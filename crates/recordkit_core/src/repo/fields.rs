//! Field registry built from a discovered table schema.
//!
//! # Responsibility
//! - Translate external field names into column names.
//! - Hold one value slot per writable column.
//!
//! # Invariants
//! - The registry shape is fixed at construction; columns are never added or
//!   removed afterwards.
//! - The `id` column is listed but owns no writable slot.

use crate::model::literal::Literal;
use crate::model::row::Row;
use once_cell::sync::Lazy;
use regex::Regex;
use std::collections::HashMap;

/// Name of the primary-key column every mapped table carries.
pub const ID_COLUMN: &str = "id";

static CAMEL_BOUNDARY_RE: Lazy<Regex> =
    Lazy::new(|| Regex::new(r"([a-z])([A-Z])").expect("valid camel boundary regex"));

/// Converts a `camelCase` field name into its `snake_case` column name.
///
/// ```
/// use recordkit_core::repo::fields::to_column_name;
///
/// assert_eq!(to_column_name("firstName"), "first_name");
/// assert_eq!(to_column_name("id"), "id");
/// ```
pub fn to_column_name(field: &str) -> String {
    CAMEL_BOUNDARY_RE
        .replace_all(field, "${1}_${2}")
        .to_lowercase()
}

#[derive(Debug, Clone)]
struct Slot {
    column: String,
    value: Option<String>,
    assigned: bool,
}

/// Column-name -> value storage with a fixed shape.
#[derive(Debug, Clone)]
pub struct FieldRegistry {
    columns: Vec<String>,
    index: HashMap<String, usize>,
    slots: Vec<Slot>,
}

impl FieldRegistry {
    /// Builds the registry from discovered column names, in schema order.
    pub fn from_columns<I, S>(columns: I) -> Self
    where
        I: IntoIterator<Item = S>,
        S: Into<String>,
    {
        let mut registry = Self {
            columns: Vec::new(),
            index: HashMap::new(),
            slots: Vec::new(),
        };

        for column in columns {
            let column = column.into();
            if registry.columns.contains(&column) {
                continue;
            }
            if column != ID_COLUMN {
                registry.index.insert(column.clone(), registry.slots.len());
                registry.slots.push(Slot {
                    column: column.clone(),
                    value: None,
                    assigned: false,
                });
            }
            registry.columns.push(column);
        }

        registry
    }

    /// Every discovered column, `id` included, in schema order.
    pub fn columns(&self) -> &[String] {
        &self.columns
    }

    pub fn has_column(&self, column: &str) -> bool {
        self.columns.iter().any(|known| known == column)
    }

    /// Returns the slot value: `None` for unknown or identity columns,
    /// `Some(None)` for a `NULL`/unset value.
    pub fn get(&self, column: &str) -> Option<Option<&str>> {
        self.index
            .get(column)
            .map(|&slot| self.slots[slot].value.as_deref())
    }

    /// Stores `value` for a writable column. Returns `false` when the column
    /// owns no slot.
    pub fn set(&mut self, column: &str, value: Option<String>) -> bool {
        match self.index.get(column) {
            Some(&slot) => {
                let slot = &mut self.slots[slot];
                slot.value = value;
                slot.assigned = true;
                true
            }
            None => false,
        }
    }

    /// Overwrites every slot from a fetched row; columns missing from the
    /// row become `NULL`.
    pub fn load_row(&mut self, row: &Row) {
        for slot in &mut self.slots {
            slot.value = row.get(&slot.column).map(str::to_string);
            slot.assigned = true;
        }
    }

    /// Writable columns with their current values.
    pub fn iter(&self) -> impl Iterator<Item = (&str, Option<&str>)> {
        self.slots
            .iter()
            .map(|slot| (slot.column.as_str(), slot.value.as_deref()))
    }

    /// `(column, literal)` pairs for columns set or loaded since
    /// construction. Columns never touched keep their stored value.
    pub fn assigned(&self) -> Vec<(&str, Literal)> {
        self.slots
            .iter()
            .filter(|slot| slot.assigned)
            .map(|slot| (slot.column.as_str(), Literal::from(slot.value.clone())))
            .collect()
    }

    pub fn to_row(&self) -> Row {
        Row::from_pairs(
            self.slots
                .iter()
                .map(|slot| (slot.column.clone(), slot.value.clone())),
        )
    }
}

#[cfg(test)]
mod tests {
    use super::{to_column_name, FieldRegistry};
    use crate::model::row::Row;

    #[test]
    fn camel_case_is_split_at_each_lower_upper_boundary() {
        assert_eq!(to_column_name("firstName"), "first_name");
        assert_eq!(to_column_name("createdAtUtc"), "created_at_utc");
        assert_eq!(to_column_name("already_snake"), "already_snake");
        assert_eq!(to_column_name("ID"), "id");
        assert_eq!(to_column_name("userID"), "user_id");
    }

    #[test]
    fn id_column_owns_no_slot() {
        let mut registry = FieldRegistry::from_columns(["id", "first_name"]);

        assert_eq!(registry.columns(), ["id", "first_name"]);
        assert!(registry.has_column("id"));
        assert_eq!(registry.get("id"), None);
        assert!(!registry.set("id", Some("7".to_string())));
        assert_eq!(registry.get("first_name"), Some(None));
    }

    #[test]
    fn only_assigned_columns_are_reported_as_assigned() {
        let mut registry = FieldRegistry::from_columns(["id", "a", "b"]);
        registry.set("b", Some("x".to_string()));

        let assigned = registry.assigned();
        assert_eq!(assigned.len(), 1);
        assert_eq!(assigned[0].0, "b");

        registry.load_row(&Row::from_pairs([("a", Some("1".to_string()))]));
        assert_eq!(registry.assigned().len(), 2);
        assert_eq!(registry.get("a"), Some(Some("1")));
        assert_eq!(registry.get("b"), Some(None));
    }
}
- - -
WHAT IS BEING ASKED: Would you write out the full listing exactly as given?

RESULT OF THIS TASK:
filename crates/recordkit_core/src/repo/fields.rs
//! Field registry built from a discovered table schema.
//!
//! # Responsibility
//! - Translate external field names into column names.
//! - Hold one value slot per writable column.
//!
//! # Invariants
//! - The registry shape is fixed at construction; columns are never added or
//!   removed afterwards.
//! - The `id` column is listed but owns no writable slot.

use crate::model::literal::Literal;
use crate::model::row::Row;
use once_cell::sync::Lazy;
use regex::Regex;
use std::collections::HashMap;

/// Name of the primary-key column every mapped table carries.
pub const ID_COLUMN: &str = "id";

static CAMEL_BOUNDARY_RE: Lazy<Regex> =
    Lazy::new(|| Regex::new(r"([a-z])([A-Z])").expect("valid camel boundary regex"));

/// Converts a `camelCase` field name into its `snake_case` column name.
///
/// ```
/// use recordkit_core::repo::fields::to_column_name;
///
/// assert_eq!(to_column_name("firstName"), "first_name");
/// assert_eq!(to_column_name("id"), "id");
/// ```
pub fn to_column_name(field: &str) -> String {
    CAMEL_BOUNDARY_RE
        .replace_all(field, "${1}_${2}")
        .to_lowercase()
}

#[derive(Debug, Clone)]
struct Slot {
    column: String,
    value: Option<String>,
    assigned: bool,
}

/// Column-name -> value storage with a fixed shape.
#[derive(Debug, Clone)]
pub struct FieldRegistry {
    columns: Vec<String>,
    index: HashMap<String, usize>,
    slots: Vec<Slot>,
}

impl FieldRegistry {
    /// Builds the registry from discovered column names, in schema order.
    pub fn from_columns<I, S>(columns: I) -> Self
    where
        I: IntoIterator<Item = S>,
        S: Into<String>,
    {
        let mut registry = Self {
            columns: Vec::new(),
            index: HashMap::new(),
            slots: Vec::new(),
        };

        for column in columns {
            let column = column.into();
            if registry.columns.contains(&column) {
                continue;
            }
            if column != ID_COLUMN {
                registry.index.insert(column.clone(), registry.slots.len());
                registry.slots.push(Slot {
                    column: column.clone(),
                    value: None,
                    assigned: false,
                });
            }
            registry.columns.push(column);
        }

        registry
    }

    /// Every discovered column, `id` included, in schema order.
    pub fn columns(&self) -> &[String] {
        &self.columns
    }

    pub fn has_column(&self, column: &str) -> bool {
        self.columns.iter().any(|known| known == column)
    }

    /// Returns the slot value: `None` for unknown or identity columns,
    /// `Some(None)` for a `NULL`/unset value.
    pub fn get(&self, column: &str) -> Option<Option<&str>> {
        self.index
            .get(column)
            .map(|&slot| self.slots[slot].value.as_deref())
    }

    /// Stores `value` for a writable column. Returns `false` when the column
    /// owns no slot.
    pub fn set(&mut self, column: &str, value: Option<String>) -> bool {
        match self.index.get(column) {
            Some(&slot) => {
                let slot = &mut self.slots[slot];
                slot.value = value;
                slot.assigned = true;
                true
            }
            None => false,
        }
    }

    /// Overwrites every slot from a fetched row; columns missing from the
    /// row become `NULL`.
    pub fn load_row(&mut self, row: &Row) {
        for slot in &mut self.slots {
            slot.value = row.get(&slot.column).map(str::to_string);
            slot.assigned = true;
        }
    }

    /// Writable columns with their current values.
    pub fn iter(&self) -> impl Iterator<Item = (&str, Option<&str>)> {
        self.slots
            .iter()
            .map(|slot| (slot.column.as_str(), slot.value.as_deref()))
    }

    /// `(column, literal)` pairs for columns set or loaded since
    /// construction. Columns never touched keep their stored value.
    pub fn assigned(&self) -> Vec<(&str, Literal)> {
        self.slots
            .iter()
            .filter(|slot| slot.assigned)
            .map(|slot| (slot.column.as_str(), Literal::from(slot.value.clone())))
            .collect()
    }

    pub fn to_row(&self) -> Row {
        Row::from_pairs(
            self.slots
                .iter()
                .map(|slot| (slot.column.clone(), slot.value.clone())),
        )
    }
}

#[cfg(test)]
mod tests {
    use super::{to_column_name, FieldRegistry};
    use crate::model::row::Row;

    #[test]
    fn camel_case_is_split_at_each_lower_upper_boundary() {
        assert_eq!(to_column_name("firstName"), "first_name");
        assert_eq!(to_column_name("createdAtUtc"), "created_at_utc");
        assert_eq!(to_column_name("already_snake"), "already_snake");
        assert_eq!(to_column_name("ID"), "id");
        assert_eq!(to_column_name("userID"), "user_id");
    }

    #[test]
    fn id_column_owns_no_slot() {
        let mut registry = FieldRegistry::from_columns(["id", "first_name"]);

        assert_eq!(registry.columns(), ["id", "first_name"]);
        assert!(registry.has_column("id"));
        assert_eq!(registry.get("id"), None);
        assert!(!registry.set("id", Some("7".to_string())));
        assert_eq!(registry.get("first_name"), Some(None));
    }

    #[test]
    fn only_assigned_columns_are_reported_as_assigned() {
        let mut registry = FieldRegistry::from_columns(["id", "a", "b"]);
        registry.set("b", Some("x".to_string()));

        let assigned = registry.assigned();
        assert_eq!(assigned.len(), 1);
        assert_eq!(assigned[0].0, "b");

        registry.load_row(&Row::from_pairs([("a", Some("1".to_string()))]));
        assert_eq!(registry.assigned().len(), 2);
        assert_eq!(registry.get("a"), Some(Some("1")));
        assert_eq!(registry.get("b"), Some(None));
    }
}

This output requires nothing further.